Location
- 11601 SR 27 Hector, Pope, Arkansas 72843 United States
- Coordinates: 35°28′13″N 92°58′25″W﻿ / ﻿35.47028°N 92.97361°W

Information
- School type: Public comprehensive
- Status: Open
- School district: Hector School District
- Superintendent: Shawn Hettinga
- CEEB code: 041070
- NCES School ID: 050762000472
- Principal: Ryan Riley
- Teaching staff: 35.58 (on FTE basis)
- Grades: 7–12
- Enrollment: 324 (2023–2024)
- Student to teacher ratio: 9.11
- Education system: ADE Smart Core
- Classes offered: Regular, Advanced Placement (AP), Concurrent Credit, Career Pathways
- Hours in school day: 8 hours
- Campus type: Suburban
- Colors: Royal blue and white
- Fight song: Notre Dame Victory March
- Athletics conference: 2A–4 (Football) 2A–4 West (Basketball)
- Sports: Cheerleading, softball, shooting sports, basketball, baseball, track and field, football
- Mascot: Wildcat
- Team name: Hector Wildcats / Ladycats
- Rival: Atkins & Dover
- Accreditation: ADE
- Yearbook: "The Wildcat"
- Communities served: Hector, Scottsville, Appleton, Tilly, Jerusalem, Buttermilk, Nogo, Falling Water
- Website: www.hectorschools.net

= Hector High School =

Hector High School is a comprehensive public high school located in the rural community of Hector, Arkansas, United States.
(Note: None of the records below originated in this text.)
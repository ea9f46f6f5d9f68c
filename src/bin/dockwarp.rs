use std::path::PathBuf;

use anyhow::Context as _;
use clap::{Parser, Subcommand};

use dockwarp::{
    BackendKind, Ease, FrameRgba, ScrollRange, StillSource, SurfaceSize, WarpConfig, WarpSession,
    WarpSessionOpts,
};

#[derive(Parser, Debug)]
#[command(name = "dockwarp", version)]
struct Cli {
    #[command(subcommand)]
    cmd: Command,
}

#[derive(Subcommand, Debug)]
enum Command {
    /// Render a single warped frame at a fixed progress as a PNG.
    Frame(FrameArgs),
    /// Render a dock-to-fullscreen sweep as numbered PNGs.
    Sweep(SweepArgs),
}

#[derive(Parser, Debug)]
struct FrameArgs {
    /// Input image used as the video frame.
    #[arg(long = "in")]
    in_path: PathBuf,

    /// Progress in [0, 1]; 0 = docked, 1 = full-bleed.
    #[arg(long, default_value_t = 0.5)]
    progress: f64,

    /// Viewport width in pixels.
    #[arg(long, default_value_t = 800)]
    width: u32,

    /// Viewport height in pixels.
    #[arg(long, default_value_t = 600)]
    height: u32,

    /// Optional JSON file overriding target rect and warp parameters.
    #[arg(long)]
    config: Option<PathBuf>,

    /// Output PNG path.
    #[arg(long)]
    out: PathBuf,
}

#[derive(Parser, Debug)]
struct SweepArgs {
    /// Input image used as the video frame.
    #[arg(long = "in")]
    in_path: PathBuf,

    /// Number of frames across the sweep.
    #[arg(long, default_value_t = 60)]
    frames: u32,

    /// Viewport width in pixels.
    #[arg(long, default_value_t = 800)]
    width: u32,

    /// Viewport height in pixels.
    #[arg(long, default_value_t = 600)]
    height: u32,

    /// Easing applied across the sweep.
    #[arg(long, default_value = "in-out-quad")]
    ease: String,

    /// Optional JSON file overriding target rect and warp parameters.
    #[arg(long)]
    config: Option<PathBuf>,

    /// Output directory for frame_NNNN.png files.
    #[arg(long)]
    out_dir: PathBuf,
}

fn main() -> anyhow::Result<()> {
    let cli = Cli::parse();
    match cli.cmd {
        Command::Frame(args) => cmd_frame(args),
        Command::Sweep(args) => cmd_sweep(args),
    }
}

fn load_config(path: Option<&PathBuf>) -> anyhow::Result<WarpConfig> {
    let Some(path) = path else {
        return Ok(WarpConfig::default());
    };
    let text = std::fs::read_to_string(path)
        .with_context(|| format!("read config '{}'", path.display()))?;
    let cfg: WarpConfig =
        serde_json::from_str(&text).with_context(|| format!("parse config '{}'", path.display()))?;
    cfg.validate()?;
    Ok(cfg)
}

fn parse_ease(s: &str) -> anyhow::Result<Ease> {
    Ok(match s.trim().to_ascii_lowercase().as_str() {
        "linear" => Ease::Linear,
        "in-quad" => Ease::InQuad,
        "out-quad" => Ease::OutQuad,
        "in-out-quad" => Ease::InOutQuad,
        "in-cubic" => Ease::InCubic,
        "out-cubic" => Ease::OutCubic,
        "in-out-cubic" => Ease::InOutCubic,
        other => anyhow::bail!("unknown ease '{other}'"),
    })
}

fn session_for(
    in_path: &PathBuf,
    width: u32,
    height: u32,
    ease: Ease,
    cfg: WarpConfig,
) -> anyhow::Result<WarpSession<StillSource>> {
    let viewport = SurfaceSize::new(width, height)?;
    let source = StillSource::from_path(in_path)?;

    // The sweep is driven by a synthetic scroll offset in [0, 1].
    let mut opts = WarpSessionOpts::new(viewport, ScrollRange::new(0.0, 1.0)?);
    opts.ease = ease;
    opts.target = cfg.target;
    opts.params = cfg.params;
    opts.backend = BackendKind::Cpu;

    Ok(WarpSession::new(source, opts)?)
}

fn write_png(frame: &FrameRgba, out: &PathBuf) -> anyhow::Result<()> {
    if let Some(parent) = out.parent() {
        std::fs::create_dir_all(parent)
            .with_context(|| format!("create output dir '{}'", parent.display()))?;
    }
    image::save_buffer_with_format(
        out,
        &frame.data,
        frame.width,
        frame.height,
        image::ColorType::Rgba8,
        image::ImageFormat::Png,
    )
    .with_context(|| format!("write png '{}'", out.display()))
}

fn cmd_frame(args: FrameArgs) -> anyhow::Result<()> {
    let cfg = load_config(args.config.as_ref())?;
    let mut sess = session_for(&args.in_path, args.width, args.height, Ease::Linear, cfg)?;

    let frame = sess
        .advance(args.progress.clamp(0.0, 1.0))?
        .context("source reported not ready for a still image")?;
    write_png(&frame, &args.out)?;

    eprintln!("wrote {}", args.out.display());
    Ok(())
}

fn cmd_sweep(args: SweepArgs) -> anyhow::Result<()> {
    anyhow::ensure!(args.frames > 0, "--frames must be > 0");
    let cfg = load_config(args.config.as_ref())?;
    let ease = parse_ease(&args.ease)?;
    let mut sess = session_for(&args.in_path, args.width, args.height, ease, cfg)?;

    for i in 0..args.frames {
        let scroll = if args.frames == 1 {
            1.0
        } else {
            f64::from(i) / f64::from(args.frames - 1)
        };
        let frame = sess
            .advance(scroll)?
            .context("source reported not ready for a still image")?;
        let out = args.out_dir.join(format!("frame_{i:04}.png"));
        write_png(&frame, &out)?;
    }

    eprintln!(
        "wrote {} frames to {} (revealed: {})",
        args.frames,
        args.out_dir.display(),
        sess.revealed()
    );
    Ok(())
}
The school provides secondary education for students in grades 7 through 12. It is one of six public high schools in Pope County and the sole high school administered by the Hector School District. The mascot and athletic emblem of Hector High School is the Wildcat. The school colors are royal blue and white.

== Academics ==
Hector is a Title I school that is accredited by the Arkansas Department of Education (ADE). The assumed course of study follows the ADE Smart Core curriculum, which requires students complete at least 22 units prior to graduation. Students complete regular coursework and exams and may take Advanced Placement (AP) courses and exam with the opportunity to receive college credit prior to high school graduation.

== Athletics ==
The Hector Wildcats compete in interscholastic activities within the 2A Classification—the state's second smallest classification—via the 2A Region 4 Conference (football) and 2A Region 4 East Conference (basketball), as administered by the Arkansas Activities Association. The Wildcats field teams in cheer-leading, marching band, football, basketball (boys/girls), baseball, softball, and track and field (boys/girls).